"""Test path normalization in CommitIndexer for incremental indexing."""
from pathlib import Path
import numpy as np
import pytest
from src.git.commit_indexer import CommitIndexer
class MockEmbeddingModel:
def __init__(self, dimension: int = 384):
self.dimension = dimension
def get_text_embedding(self, text: str):
hash_val = hash(text) % 1000
embedding = np.random.RandomState(hash_val).randn(self.dimension).astype(np.float32)
embedding = embedding / np.linalg.norm(embedding)
return embedding.tolist()
@pytest.fixture
def mock_model():
"""Create a mock embedding model."""
return MockEmbeddingModel()
@pytest.fixture
def indexer(tmp_path, mock_model):
"""Create a commit indexer with temporary database."""
db_path = tmp_path / "test_commits.db"
return CommitIndexer(db_path=db_path, embedding_model=mock_model)
def test_normalize_repo_path_strips_git_suffix(indexer):
"""
Verify that .git suffix is removed from repo paths.
"""
normalized = indexer._normalize_repo_path("/home/user/repo/.git")
assert not normalized.endswith(".git")
assert normalized.endswith("repo")
def test_normalize_repo_path_removes_trailing_slash(indexer):
"""
Verify that trailing slashes are removed.
"""
normalized = indexer._normalize_repo_path("/home/user/repo/")
assert not normalized.endswith("/")
def test_normalize_repo_path_handles_relative_paths(indexer):
"""
Verify that relative paths are resolved to absolute.
"""
normalized = indexer._normalize_repo_path("./repo")
assert Path(normalized).is_absolute()
def test_normalize_repo_path_idempotent(indexer):
"""
Verify that normalizing twice gives same result.
"""
path = "/home/user/repo/.git"
normalized1 = indexer._normalize_repo_path(path)
normalized2 = indexer._normalize_repo_path(normalized1)

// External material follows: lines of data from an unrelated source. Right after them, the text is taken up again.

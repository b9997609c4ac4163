//! End-to-end scenarios over fixture corpora.
//!
//! Each test builds an isolated index over a temporary CLI SQLite store
//! and/or IDE chat documents, using a deterministic stub embedder: every
//! text maps to a fixed unit vector with a shared bias component, so
//! identical texts score 1.0 against each other, distinct texts score
//! well below 1.0 but above 0.0, and everything is reproducible.

use std::collections::hash_map::DefaultHasher;
use std::hash::{Hash, Hasher};
use std::path::Path;
use std::str::FromStr;
use std::sync::atomic::{AtomicBool, AtomicUsize, Ordering};
use std::sync::Arc;

use anyhow::Result;
use serde_json::{json, Value};
use sqlx::sqlite::{SqliteConnectOptions, SqlitePool, SqlitePoolOptions};
use tempfile::TempDir;

use total_recall::config::Config;
use total_recall::embedding::{normalize_l2, Embedder};
use total_recall::models::Source;
use total_recall::query::{search_conversations, SearchParams};
use total_recall::tools::{Tool, ToolContext, ToolRegistry};
use total_recall::RecallIndex;

const DIMS: usize = 384;

/// Deterministic embedder: unit vectors with a large shared bias, noise
/// derived from a stable hash of the text. Counts every embedded text so
/// tests can assert incremental behavior.
struct StubEmbedder {
    texts_embedded: AtomicUsize,
    fail: AtomicBool,
}

impl StubEmbedder {
    fn new() -> StubEmbedder {
        StubEmbedder {
            texts_embedded: AtomicUsize::new(0),
            fail: AtomicBool::new(false),
        }
    }

    fn embedded_count(&self) -> usize {
        self.texts_embedded.load(Ordering::SeqCst)
    }

    fn set_failing(&self, failing: bool) {
        self.fail.store(failing, Ordering::SeqCst);
    }
}

impl Embedder for StubEmbedder {
    fn model_id(&self) -> &str {
        "stub-embedder"
    }

    fn dims(&self) -> usize {
        DIMS
    }

    fn embed(&self, texts: &[String]) -> Result<Vec<Vec<f32>>> {
        if self.fail.load(Ordering::SeqCst) {
            anyhow::bail!("stub embedder offline");
        }
        self.texts_embedded.fetch_add(texts.len(), Ordering::SeqCst);
        Ok(texts.iter().map(|t| stub_vector(t)).collect())
    }
}

fn stub_vector(text: &str) -> Vec<f32> {
    let mut v = vec![0.0f32; DIMS];
    v[0] = 10.0;
    for (i, slot) in v.iter_mut().enumerate().skip(1) {
        let mut hasher = DefaultHasher::new();
        text.hash(&mut hasher);
        i.hash(&mut hasher);
        *slot = (hasher.finish() % 2000) as f32 / 1000.0 - 1.0;
    }
    normalize_l2(v)
}

fn make_config(root: &Path) -> Arc<Config> {
    let mut config = Config::default();
    config.sources.cli.paths = vec![root.join("cli.sqlite3").display().to_string()];
    config.sources.ide.patterns = vec![format!("{}/chats/*/*.chat", root.display())];
    config.embedding.cache_dir = root.join("cache").display().to_string();
    // A fixed large limit keeps tests independent of the host's RAM.
    config.memory.limit_mb = Some(4096);
    Arc::new(config)
}

fn make_index(config: Arc<Config>) -> (Arc<RecallIndex>, Arc<StubEmbedder>) {
    let embedder = Arc::new(StubEmbedder::new());
    let index = Arc::new(RecallIndex::new(config, embedder.clone()));
    (index, embedder)
}

async fn open_store(db_path: &Path) -> SqlitePool {
    let options = SqliteConnectOptions::from_str(&format!("sqlite:{}", db_path.display()))
        .unwrap()
        .create_if_missing(true);
    let pool = SqlitePoolOptions::new()
        .max_connections(1)
        .connect_with(options)
        .await
        .unwrap();
    sqlx::query(
        "CREATE TABLE IF NOT EXISTS conversations_v2 (\
         key TEXT NOT NULL, conversation_id TEXT NOT NULL, value TEXT NOT NULL, \
         created_at INTEGER, updated_at INTEGER, PRIMARY KEY (key, conversation_id))",
    )
    .execute(&pool)
    .await
    .unwrap();
    pool
}

/// One history entry per turn: `(role, text, timestamp_millis)`.
fn cli_session_value(turns: &[(&str, &str, i64)]) -> String {
    let history: Vec<Value> = turns
        .iter()
        .map(|(role, text, ts)| json!({ *role: {"content": text, "timestamp": ts} }))
        .collect();
    json!({ "history": history }).to_string()
}

async fn insert_cli_session(
    pool: &SqlitePool,
    workspace: &str,
    session_id: &str,
    updated_ms: i64,
    turns: &[(&str, &str, i64)],
) {
    sqlx::query(
        "INSERT OR REPLACE INTO conversations_v2 (key, conversation_id, value, created_at, updated_at) \
         VALUES (?, ?, ?, ?, ?)",
    )
    .bind(workspace)
    .bind(session_id)
    .bind(cli_session_value(turns))
    .bind(turns.first().map(|t| t.2).unwrap_or(updated_ms))
    .bind(updated_ms)
    .execute(pool)
    .await
    .unwrap();
}

fn write_chat_document(
    root: &Path,
    workspace_dir: &str,
    session_id: &str,
    turns: &[(&str, &str, i64)],
) {
    let dir = root.join("chats").join(workspace_dir);
    std::fs::create_dir_all(&dir).unwrap();
    let messages: Vec<Value> = turns
        .iter()
        .map(|(role, text, ts)| json!({"role": role, "content": text, "timestamp": ts}))
        .collect();
    std::fs::write(
        dir.join(format!("{session_id}.chat")),
        json!({ "chat": messages }).to_string(),
    )
    .unwrap();
}

const TS_BASE: i64 = 1736899200000; // 2025-01-15T00:00:00Z

#[tokio::test]
async fn empty_corpus_returns_empty_response() {
    let tmp = TempDir::new().unwrap();
    let (index, embedder) = make_index(make_config(tmp.path()));

    let params = SearchParams::new("anything", index.config());
    let response = search_conversations(&index, &params).await.unwrap();

    assert!(response.results.is_empty());
    assert_eq!(response.total_matches, 0);
    assert!(!response.has_more);
    assert_eq!(response.hint, "No matches found. Try different search terms.");
    // Nothing to embed, not even the query.
    assert_eq!(embedder.embedded_count(), 0);
}

#[tokio::test]
async fn exact_text_match_scores_near_one() {
    let tmp = TempDir::new().unwrap();
    let pool = open_store(&tmp.path().join("cli.sqlite3")).await;
    insert_cli_session(
        &pool,
        "/ws/db",
        "sess-1",
        TS_BASE,
        &[
            ("user", "refactor the database schema", TS_BASE),
            ("assistant", "sure, here is a migration plan", TS_BASE + 1000),
        ],
    )
    .await;
    pool.close().await;

    let (index, _) = make_index(make_config(tmp.path()));
    let mut params = SearchParams::new("refactor the database schema", index.config());
    params.threshold = 0.99;

    let response = search_conversations(&index, &params).await.unwrap();
    assert_eq!(response.results.len(), 1);
    let hit = &response.results[0];
    assert!(hit.score >= 0.99, "score was {}", hit.score);
    assert_eq!(hit.matched_message.content, "refactor the database schema");
    assert_eq!(hit.matched_message.session_id, "sess-1");
    assert_eq!(hit.matched_message.source, Source::Cli);
}
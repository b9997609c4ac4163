//! The embedding index: content-addressed vector cache, incremental
//! refresh, memory budget, and immutable snapshots.
//!
//! # Refresh protocol
//!
//! On each query the index is asked for a current snapshot:
//!
//! 1. List sessions from the unified loader; if the cheap listing digest
//!    matches the last build, the in-memory snapshot is returned as-is.
//! 2. Otherwise select sessions within the memory budget (newest first),
//!    load their messages, and compute per-session fingerprints.
//! 3. If no fingerprint differs from the last build, the snapshot is
//!    still valid; only the digest is refreshed.
//! 4. Otherwise embed exactly the content hashes missing from the cache,
//!    garbage-collect hashes no longer referenced by any live session,
//!    persist the cache atomically, and materialise a new snapshot.
//!
//! Readers share the current snapshot through an `Arc` swap; a refresh
//! never mutates a snapshot in place. Embedder failure during refresh
//! keeps the previous snapshot in service.

use anyhow::{bail, Context, Result};
use parking_lot::RwLock;
use std::collections::{HashMap, HashSet};
use std::sync::Arc;
use sysinfo::System;
use tokio::sync::Mutex;
use tracing::{debug, info, warn};

use crate::cache::{self, CacheArtifact};
use crate::config::{Config, BYTES_PER_MESSAGE, MEMORY_LIMIT_DISABLED_ENV, MEMORY_LIMIT_ENV};
use crate::embedding::{normalize_l2, Embedder};
use crate::loader::Loader;
use crate::models::{IndexedMessage, SessionInfo};

/// Immutable read-view of the index shared by concurrent queries.
pub struct Snapshot {
    /// Messages sorted by `(timestamp, source, session_id, ordinal)`.
    pub messages: Vec<IndexedMessage>,
    /// Row-major `[len × dims]` matrix of unit-norm embeddings; row `i`
    /// belongs to `messages[i]` — there are no holes.
    embeddings: Vec<f32>,
    dims: usize,
    /// `session_key → message indices` in ordinal (conversation) order.
    session_order: HashMap<String, Vec<usize>>,
    /// Sessions excluded by the memory budget.
    pub excluded_sessions: usize,
}

impl Snapshot {
    pub fn len(&self) -> usize {
        self.messages.len()
    }

    pub fn is_empty(&self) -> bool {
        self.messages.is_empty()
    }

    /// Embedding row for message `idx`.
    pub fn vector(&self, idx: usize) -> &[f32] {
        &self.embeddings[idx * self.dims..(idx + 1) * self.dims]
    }

    /// Indices of a session's messages in conversation order.
    pub fn session_indices(&self, session_key: &str) -> &[usize] {
        self.session_order
            .get(session_key)
            .map(Vec::as_slice)
            .unwrap_or(&[])
    }
}

struct IndexState {
    snapshot: Option<Arc<Snapshot>>,
    /// Cheap listing digest of the corpus behind `snapshot`.
    sessions_digest: String,
    /// Fingerprints of the live sessions behind `snapshot`.
    fingerprints: HashMap<String, String>,
    /// In-memory mirror of the content-addressed vector cache.
    vectors: HashMap<String, Vec<f32>>,
    cache_loaded: bool,
}

/// The conversation index. One handle is owned by the service entry point
/// and passed into each query; tests instantiate isolated indexes over
/// fixture corpora.
pub struct RecallIndex {
    config: Arc<Config>,
    embedder: Arc<dyn Embedder>,
    loader: Loader,
    state: RwLock<IndexState>,
    /// Serialises refreshes; readers never wait on it.
    refresh_lock: Mutex<()>,
}

impl RecallIndex {
    pub fn new(config: Arc<Config>, embedder: Arc<dyn Embedder>) -> RecallIndex {
        RecallIndex {
            loader: Loader::new(config.clone()),
            config,
            embedder,
            state: RwLock::new(IndexState {
                snapshot: None,
                sessions_digest: String::new(),
                fingerprints: HashMap::new(),
                vectors: HashMap::new(),
                cache_loaded: false,
            }),
            refresh_lock: Mutex::new(()),
        }
    }

    pub fn config(&self) -> &Config {
        &self.config
    }

    /// Current snapshot, refreshed if the corpus changed.
    pub async fn snapshot(&self) -> Result<Arc<Snapshot>> {
        let sessions = self.loader.list_sessions().await;
        let digest = Loader::sessions_digest(&sessions);

        if let Some(snapshot) = self.current_if_digest_matches(&digest) {
            return Ok(snapshot);
        }

        let _guard = self.refresh_lock.lock().await;
        // A concurrent refresh may have caught up while we waited.
        if let Some(snapshot) = self.current_if_digest_matches(&digest) {
            return Ok(snapshot);
        }

        self.refresh(sessions, digest).await
    }

    /// Embed and normalise a query string.
    ///
    /// Failures here are transient and surface to the caller; the index
    /// state is untouched.
    pub async fn embed_query(&self, text: &str) -> Result<Vec<f32>> {
        let embedder = self.embedder.clone();
        let owned = vec![text.to_string()];
        let mut vectors = tokio::task::spawn_blocking(move || embedder.embed(&owned))
            .await
            .context("Embedder task failed")??;
        let vector = vectors
            .pop()
            .ok_or_else(|| anyhow::anyhow!("Empty embedding response"))?;
        if vector.len() != self.embedder.dims() {
            bail!(
                "Embedder returned {} dims, expected {}",
                vector.len(),
                self.embedder.dims()
            );
        }
        Ok(normalize_l2(vector))
    }

    fn current_if_digest_matches(&self, digest: &str) -> Option<Arc<Snapshot>> {
        let state = self.state.read();
        match &state.snapshot {
            Some(snapshot) if state.sessions_digest == digest => Some(snapshot.clone()),
            _ => None,
        }
    }

    async fn refresh(&self, sessions: Vec<SessionInfo>, digest: String) -> Result<Arc<Snapshot>> {
        let dims = self.embedder.dims();
        self.ensure_cache_loaded();

        let limit = memory_limit_bytes(&self.config);
        let (selected, excluded) = select_sessions_within_limit(sessions, limit);
        if selected.is_empty() && excluded > 0 {
            bail!(
                "Memory limit of {} bytes cannot fit a single session; raise memory.limit_mb or set {}",
                limit,
                MEMORY_LIMIT_DISABLED_ENV
            );
        }
        if excluded > 0 {
            warn!(excluded, "Memory limit reached, excluding oldest sessions");
        }

        let corpus = self.loader.load_messages(&selected).await;

        // Unchanged fingerprints mean the previous snapshot is still
        // exact; only the listing digest moved (e.g. a store was touched
        // without content change).
        {
            let mut state = self.state.write();
            if state.fingerprints == corpus.fingerprints {
                if let Some(snapshot) = state.snapshot.clone() {
                    state.sessions_digest = digest;
                    return Ok(snapshot);
                }
            }
        }

        info!(
            sessions = selected.len(),
            messages = corpus.messages.len(),
            "Building conversation index"
        );

        // Embed only content hashes missing from the cache.
        let missing = {
            let state = self.state.read();
            let mut seen = HashSet::new();
            let mut missing: Vec<(String, String)> = Vec::new();
            for msg in &corpus.messages {
                if !state.vectors.contains_key(&msg.content_hash)
                    && seen.insert(msg.content_hash.clone())
                {
                    missing.push((msg.content_hash.clone(), msg.content.clone()));
                }
            }
            missing
        };

        if !missing.is_empty() {
            debug!(count = missing.len(), "Embedding new messages");
            let embedded = match self.embed_missing(&missing).await {
                Ok(embedded) => embedded,
                Err(e) => {
                    // Keep serving the previous snapshot; the digest is
                    // left stale so the next query retries the refresh.
                    let state = self.state.read();
                    if let Some(previous) = &state.snapshot {
                        warn!(error = %e, "Embedding failed, keeping previous snapshot");
                        return Ok(previous.clone());
                    }
                    return Err(e);
                }
            };
            let mut state = self.state.write();
            for (hash, vector) in embedded {
                state.vectors.insert(hash, vector);
            }
        }

        // Garbage-collect hashes referenced by no live session.
        let live_hashes: HashSet<&str> = corpus
            .messages
            .iter()
            .map(|m| m.content_hash.as_str())
            .collect();
        {
            let mut state = self.state.write();
            state.vectors.retain(|hash, _| live_hashes.contains(hash.as_str()));
        }

        self.persist(&corpus.fingerprints).await;

        // Materialise the snapshot: every message gets its vector row.
        let snapshot = {
            let state = self.state.read();
            let mut embeddings = Vec::with_capacity(corpus.messages.len() * dims);
            for msg in &corpus.messages {
                let vector = state.vectors.get(&msg.content_hash).ok_or_else(|| {
                    anyhow::anyhow!("Missing embedding for content hash {}", msg.content_hash)
                })?;
                embeddings.extend_from_slice(vector);
            }

            let mut session_order: HashMap<String, Vec<usize>> = HashMap::new();
            for (idx, msg) in corpus.messages.iter().enumerate() {
                session_order.entry(msg.session_key()).or_default().push(idx);
            }
            for indices in session_order.values_mut() {
                indices.sort_by_key(|&i| corpus.messages[i].ordinal);
            }

            Arc::new(Snapshot {
                messages: corpus.messages,
                embeddings,
                dims,
                session_order,
                excluded_sessions: excluded,
            })
        };

        let mut state = self.state.write();
        state.snapshot = Some(snapshot.clone());
        state.sessions_digest = digest;
        state.fingerprints = corpus.fingerprints;
        info!(messages = snapshot.len(), "Index ready");
        Ok(snapshot)
    }

    fn ensure_cache_loaded(&self) {
        {
            let state = self.state.read();
            if state.cache_loaded {
                return;
            }
        }
        let artifact = cache::load(
            &self.config.embedding.cache_file(),
            self.embedder.model_id(),
            self.embedder.dims(),
        );
        let mut state = self.state.write();
        if !state.cache_loaded {
            debug!(cached = artifact.vectors.len(), "Loaded persisted embedding cache");
            state.vectors = artifact.vectors;
            state.fingerprints = artifact.fingerprints;
            state.cache_loaded = true;
        }
    }

    async fn embed_missing(
        &self,
        missing: &[(String, String)],
    ) -> Result<Vec<(String, Vec<f32>)>> {
        let dims = self.embedder.dims();
        let batch_size = self.config.embedding.batch_size.max(1);
        let mut embedded = Vec::with_capacity(missing.len());

        for batch in missing.chunks(batch_size) {
            let embedder = self.embedder.clone();
            let texts: Vec<String> = batch.iter().map(|(_, text)| text.clone()).collect();
            let vectors = tokio::task::spawn_blocking(move || embedder.embed(&texts))
                .await
                .context("Embedder task failed")??;
            if vectors.len() != batch.len() {
                bail!(
                    "Embedder returned {} vectors for {} texts",
                    vectors.len(),
                    batch.len()
                );
            }
            for ((hash, _), vector) in batch.iter().zip(vectors) {
                if vector.len() != dims {
                    bail!("Embedder returned {} dims, expected {}", vector.len(), dims);
                }
                embedded.push((hash.clone(), normalize_l2(vector)));
            }
        }
        Ok(embedded)
    }

    async fn persist(&self, fingerprints: &HashMap<String, String>) {
        let artifact = {
            let state = self.state.read();
            CacheArtifact {
                model: self.embedder.model_id().to_string(),
                dims: self.embedder.dims(),
                vectors: state.vectors.clone(),
                fingerprints: fingerprints.clone(),
            }
        };
        let cache_file = self.config.embedding.cache_file();
        let lock_file = self.config.embedding.lock_file();

        let result = tokio::task::spawn_blocking(move || {
            cache::save(&cache_file, &lock_file, &artifact)
        })
        .await;

        // A failed persist costs a re-embed on the next cold start, not
        // correctness; the in-memory state is already consistent.
        match result {
            Ok(Err(e)) => warn!(error = %e, "Failed to persist embedding cache"),
            Err(e) => warn!(error = %e, "Cache persistence task failed"),
            Ok(Ok(())) => {}
        }
    }
}

/// Resolve the memory limit in bytes. Zero means unlimited.
pub fn memory_limit_bytes(config: &Config) -> u64 {
    if std::env::var_os(MEMORY_LIMIT_DISABLED_ENV).is_some() {
        return 0;
    }

    if let Ok(raw) = std::env::var(MEMORY_LIMIT_ENV) {
        match raw.parse::<u64>() {
            Ok(mb) => return mb * 1024 * 1024,
            Err(_) => warn!(value = %raw, "Invalid {MEMORY_LIMIT_ENV} value"),
        }
    }

    if let Some(mb) = config.memory.limit_mb {
        return mb * 1024 * 1024;
    }

    let mut sys = System::new();
    sys.refresh_memory();
    let physical = sys.total_memory();
    if physical == 0 {
        return 0;
    }
    (physical as f64 * config.memory.fraction) as u64
}

/// Select the newest sessions that fit within the memory limit.
///
/// Returns the selected sessions and the number excluded. Eviction
/// granularity is the session, never the individual message, so context
/// windows stay coherent.
pub fn select_sessions_within_limit(
    mut sessions: Vec<SessionInfo>,
    memory_limit_bytes: u64,
) -> (Vec<SessionInfo>, usize) {
    if memory_limit_bytes == 0 {
        return (sessions, 0);
    }

    sessions.sort_by(|a, b| b.timestamp_fallback().cmp(&a.timestamp_fallback()));

    let mut selected = Vec::new();
    let mut excluded = 0usize;
    let mut current_bytes = 0u64;

    for session in sessions {
        // Listings do not carry message counts; assume a typical session.
        let msg_count = if session.message_count > 0 {
            session.message_count
        } else {
            10
        };
        let estimated = (msg_count * BYTES_PER_MESSAGE) as u64;
        if current_bytes + estimated <= memory_limit_bytes {
            current_bytes += estimated;
            selected.push(session);
        } else {
            excluded += 1;
        }
    }

    (selected, excluded)
}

assert normalized1 == normalized2
def test_path_normalization_in_storage_and_retrieval(indexer, tmp_path):
"""
Verify that paths are normalized consistently in storage and retrieval.
"""
# Create actual path for normalization
repo_path = tmp_path / "test-repo"
repo_path.mkdir()
git_dir = repo_path / ".git"
# Add commit with .git suffix
indexer.add_commit(
hash="commit1",
timestamp=1000,
author="A",
committer="C",
title="T",
message="M",
files_changed=[],
delta_truncated="",
commit_document="doc1",
repo_path=str(git_dir), # Path with .git
)
# Add another commit without .git suffix
indexer.add_commit(
hash="commit2",
timestamp=2000,
author="A",
committer="C",
title="T",
message="M",
files_changed=[],
delta_truncated="",
commit_document="doc2",
repo_path=str(repo_path), # Path without .git
)
# Both should be stored with same normalized repo_path
# Get last timestamp should work with either form
last_ts_with_git = indexer.get_last_indexed_timestamp(str(git_dir))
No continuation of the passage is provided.